§ **Problem description**:
Would you please write out every record exactly?

*** Opening Materials provided ***

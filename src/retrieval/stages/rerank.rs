//! Semantic reranking of fused candidates
//!
//! Reranking only touches the head of the list: the top candidates are
//! re-judged against the query, the tail keeps its fusion order. Rule mode
//! adds a bounded token-overlap boost and re-sorts. LLM mode asks the model
//! for a relevance ordering of the head; an unusable response fails open to
//! the incoming ordering, and candidates the model omits are appended in
//! their original order so no result is ever dropped.

use ahash::AHashSet;
use async_trait::async_trait;
use std::sync::Arc;

use crate::inference::extract_json_block;
use crate::retrieval::stages::{sort_by_score, tokenize};
use crate::retrieval::{PipelineContext, PipelineError, RetrievalResult, Stage};
use crate::traits::{ChatMessage, LlmCaller};

const RERANK_STAGE: &str = "semantic_rerank";

/// How candidate relevance is judged
pub enum RerankMode {
    /// Token-overlap heuristic, no external calls
    Rule,
    /// LLM relevance ordering, failing open to the incoming order
    Llm {
        llm: Arc<dyn LlmCaller>,
        temperature: f32,
    },
}

/// Reorders the strongest candidates by query relevance
pub struct SemanticRerankStage {
    mode: RerankMode,
    /// Maximum boost added to a candidate's score in rule mode
    boost: f32,
    /// How many head candidates are reranked
    candidate_limit: usize,
}

impl SemanticRerankStage {
    pub fn new(mode: RerankMode) -> Self {
        Self {
            mode,
            boost: 0.1,
            candidate_limit: 10,
        }
    }

    pub fn with_boost(mut self, boost: f32) -> Self {
        self.boost = boost;
        self
    }

    pub fn with_candidate_limit(mut self, limit: usize) -> Self {
        self.candidate_limit = limit.max(1);
        self
    }

    /// Fraction of query tokens present in the content
    fn overlap_relevance(query: &str, content: &str) -> f32 {
        let query_tokens = tokenize(query);
        if query_tokens.is_empty() {
            return 0.0;
        }
        let content_tokens = tokenize(content);

        let shared = query_tokens.intersection(&content_tokens).count();
        shared as f32 / query_tokens.len() as f32
    }

    fn rule_rerank(&self, query: &str, mut head: Vec<RetrievalResult>) -> Vec<RetrievalResult> {
        for candidate in head.iter_mut() {
            let relevance = Self::overlap_relevance(query, &candidate.content);
            candidate.score += self.boost * relevance;
            candidate.metadata.insert(
                "rerank_relevance".to_string(),
                serde_json::json!(relevance),
            );
        }
        sort_by_score(&mut head);
        head
    }

    fn build_prompt(query: &str, candidates: &[RetrievalResult]) -> String {
        let mut listing = String::new();
        for (i, candidate) in candidates.iter().enumerate() {
            listing.push_str(&format!("[{}] {}\n", i, candidate.content));
        }

        format!(
            r#"Order the documents below by relevance to the query, most relevant first.

Query: {query}

Documents:
{listing}
Return a JSON array of the document indices in relevance order, e.g. [2, 0, 1].
Return only the JSON array."#
        )
    }

    /// Ask the LLM for a relevance ordering of the head candidates.
    ///
    /// Returns the validated index list (in-range, deduplicated, possibly
    /// partial); `None` means the call or parse failed and the incoming
    /// ordering must be kept.
    async fn llm_ordering(
        llm: &Arc<dyn LlmCaller>,
        temperature: f32,
        query: &str,
        candidates: &[RetrievalResult],
    ) -> Option<Vec<usize>> {
        let prompt = Self::build_prompt(query, candidates);
        let response = match llm.generate(&[ChatMessage::user(prompt)], temperature).await {
            Ok(response) => response,
            Err(err) => {
                tracing::warn!(error = %err, "rerank LLM call failed, keeping incoming order");
                return None;
            }
        };

        let values: Vec<serde_json::Value> = extract_json_block(&response)
            .and_then(|block| serde_json::from_str(block).ok())?;

        let mut seen = AHashSet::new();
        let ordering: Vec<usize> = values
            .iter()
            .filter_map(|v| v.as_u64())
            .map(|v| v as usize)
            .filter(|&index| index < candidates.len() && seen.insert(index))
            .collect();

        if ordering.is_empty() {
            tracing::warn!("rerank response held no usable indices, keeping incoming order");
            return None;
        }

        Some(ordering)
    }

    /// Apply the parsed ordering to the head; omitted candidates follow in
    /// their original order.
    fn apply_ordering(
        head: Vec<RetrievalResult>,
        ordering: &[usize],
    ) -> Vec<RetrievalResult> {
        let mut slots: Vec<Option<RetrievalResult>> = head.into_iter().map(Some).collect();
        let mut reordered = Vec::with_capacity(slots.len());

        for (position, &index) in ordering.iter().enumerate() {
            if let Some(mut candidate) = slots[index].take() {
                candidate.metadata.insert(
                    "rerank_position".to_string(),
                    serde_json::json!(position),
                );
                reordered.push(candidate);
            }
        }
        for slot in slots {
            if let Some(candidate) = slot {
                reordered.push(candidate);
            }
        }

        reordered
    }
}

#[async_trait]
impl Stage for SemanticRerankStage {
    async fn process(
        &self,
        query: &str,
        prior: Option<Vec<RetrievalResult>>,
        _ctx: &PipelineContext,
    ) -> Result<Vec<RetrievalResult>, PipelineError> {
        let mut results = prior.unwrap_or_default();
        if results.len() < 2 {
            return Ok(results);
        }

        let head_len = self.candidate_limit.min(results.len());
        let tail: Vec<RetrievalResult> = results.split_off(head_len);
        let head = results;

        let mut reranked = match &self.mode {
            RerankMode::Rule => self.rule_rerank(query, head),
            RerankMode::Llm { llm, temperature } => {
                match Self::llm_ordering(llm, *temperature, query, &head).await {
                    Some(ordering) => Self::apply_ordering(head, &ordering),
                    // Fail open: incoming ordering, untouched scores
                    None => head,
                }
            }
        };

        reranked.extend(tail);
        Ok(reranked)
    }

    fn name(&self) -> &'static str {
        RERANK_STAGE
    }
}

*** Closing Materials provided ***

§ **Written response**:
filename src/retrieval/stages/rerank.rs
//! Semantic reranking of fused candidates
//!
//! Reranking only touches the head of the list: the top candidates are
//! re-judged against the query, the tail keeps its fusion order. Rule mode
//! adds a bounded token-overlap boost and re-sorts. LLM mode asks the model
//! for a relevance ordering of the head; an unusable response fails open to
//! the incoming ordering, and candidates the model omits are appended in
//! their original order so no result is ever dropped.

use ahash::AHashSet;
use async_trait::async_trait;
use std::sync::Arc;

use crate::inference::extract_json_block;
use crate::retrieval::stages::{sort_by_score, tokenize};
use crate::retrieval::{PipelineContext, PipelineError, RetrievalResult, Stage};
use crate::traits::{ChatMessage, LlmCaller};

const RERANK_STAGE: &str = "semantic_rerank";

/// How candidate relevance is judged
pub enum RerankMode {
    /// Token-overlap heuristic, no external calls
    Rule,
    /// LLM relevance ordering, failing open to the incoming order
    Llm {
        llm: Arc<dyn LlmCaller>,
        temperature: f32,
    },
}

/// Reorders the strongest candidates by query relevance
pub struct SemanticRerankStage {
    mode: RerankMode,
    /// Maximum boost added to a candidate's score in rule mode
    boost: f32,
    /// How many head candidates are reranked
    candidate_limit: usize,
}

impl SemanticRerankStage {
    pub fn new(mode: RerankMode) -> Self {
        Self {
            mode,
            boost: 0.1,
            candidate_limit: 10,
        }
    }

    pub fn with_boost(mut self, boost: f32) -> Self {
        self.boost = boost;
        self
    }

    pub fn with_candidate_limit(mut self, limit: usize) -> Self {
        self.candidate_limit = limit.max(1);
        self
    }

    /// Fraction of query tokens present in the content
    fn overlap_relevance(query: &str, content: &str) -> f32 {
        let query_tokens = tokenize(query);
        if query_tokens.is_empty() {
            return 0.0;
        }
        let content_tokens = tokenize(content);

        let shared = query_tokens.intersection(&content_tokens).count();
        shared as f32 / query_tokens.len() as f32
    }

    fn rule_rerank(&self, query: &str, mut head: Vec<RetrievalResult>) -> Vec<RetrievalResult> {
        for candidate in head.iter_mut() {
            let relevance = Self::overlap_relevance(query, &candidate.content);
            candidate.score += self.boost * relevance;
            candidate.metadata.insert(
                "rerank_relevance".to_string(),
                serde_json::json!(relevance),
            );
        }
        sort_by_score(&mut head);
        head
    }

    fn build_prompt(query: &str, candidates: &[RetrievalResult]) -> String {
        let mut listing = String::new();
        for (i, candidate) in candidates.iter().enumerate() {
            listing.push_str(&format!("[{}] {}\n", i, candidate.content));
        }

        format!(
            r#"Order the documents below by relevance to the query, most relevant first.

Query: {query}

Documents:
{listing}
Return a JSON array of the document indices in relevance order, e.g. [2, 0, 1].
Return only the JSON array."#
        )
    }

    /// Ask the LLM for a relevance ordering of the head candidates.
    ///
    /// Returns the validated index list (in-range, deduplicated, possibly
    /// partial); `None` means the call or parse failed and the incoming
    /// ordering must be kept.
    async fn llm_ordering(
        llm: &Arc<dyn LlmCaller>,
        temperature: f32,
        query: &str,
        candidates: &[RetrievalResult],
    ) -> Option<Vec<usize>> {
        let prompt = Self::build_prompt(query, candidates);
        let response = match llm.generate(&[ChatMessage::user(prompt)], temperature).await {
            Ok(response) => response,
            Err(err) => {
                tracing::warn!(error = %err, "rerank LLM call failed, keeping incoming order");
                return None;
            }
        };

        let values: Vec<serde_json::Value> = extract_json_block(&response)
            .and_then(|block| serde_json::from_str(block).ok())?;

        let mut seen = AHashSet::new();
        let ordering: Vec<usize> = values
            .iter()
            .filter_map(|v| v.as_u64())
            .map(|v| v as usize)
            .filter(|&index| index < candidates.len() && seen.insert(index))
            .collect();

        if ordering.is_empty() {
            tracing::warn!("rerank response held no usable indices, keeping incoming order");
            return None;
        }

        Some(ordering)
    }

    /// Apply the parsed ordering to the head; omitted candidates follow in
    /// their original order.
    fn apply_ordering(
        head: Vec<RetrievalResult>,
        ordering: &[usize],
    ) -> Vec<RetrievalResult> {
        let mut slots: Vec<Option<RetrievalResult>> = head.into_iter().map(Some).collect();
        let mut reordered = Vec::with_capacity(slots.len());

        for (position, &index) in ordering.iter().enumerate() {
            if let Some(mut candidate) = slots[index].take() {
                candidate.metadata.insert(
                    "rerank_position".to_string(),
                    serde_json::json!(position),
                );
                reordered.push(candidate);
            }
        }
        for slot in slots {
            if let Some(candidate) = slot {
                reordered.push(candidate);
            }
        }

        reordered
    }
}

#[async_trait]
impl Stage for SemanticRerankStage {
    async fn process(
        &self,
        query: &str,
        prior: Option<Vec<RetrievalResult>>,
        _ctx: &PipelineContext,
    ) -> Result<Vec<RetrievalResult>, PipelineError> {
        let mut results = prior.unwrap_or_default();
        if results.len() < 2 {
            return Ok(results);
        }

        let head_len = self.candidate_limit.min(results.len());
        let tail: Vec<RetrievalResult> = results.split_off(head_len);
        let head = results;

        let mut reranked = match &self.mode {
            RerankMode::Rule => self.rule_rerank(query, head),
            RerankMode::Llm { llm, temperature } => {
                match Self::llm_ordering(llm, *temperature, query, &head).await {
                    Some(ordering) => Self::apply_ordering(head, &ordering),
                    // Fail open: incoming ordering, untouched scores
                    None => head,
                }
            }
        };

        reranked.extend(tail);
        Ok(reranked)
    }

    fn name(&self) -> &'static str {
        RERANK_STAGE
    }
}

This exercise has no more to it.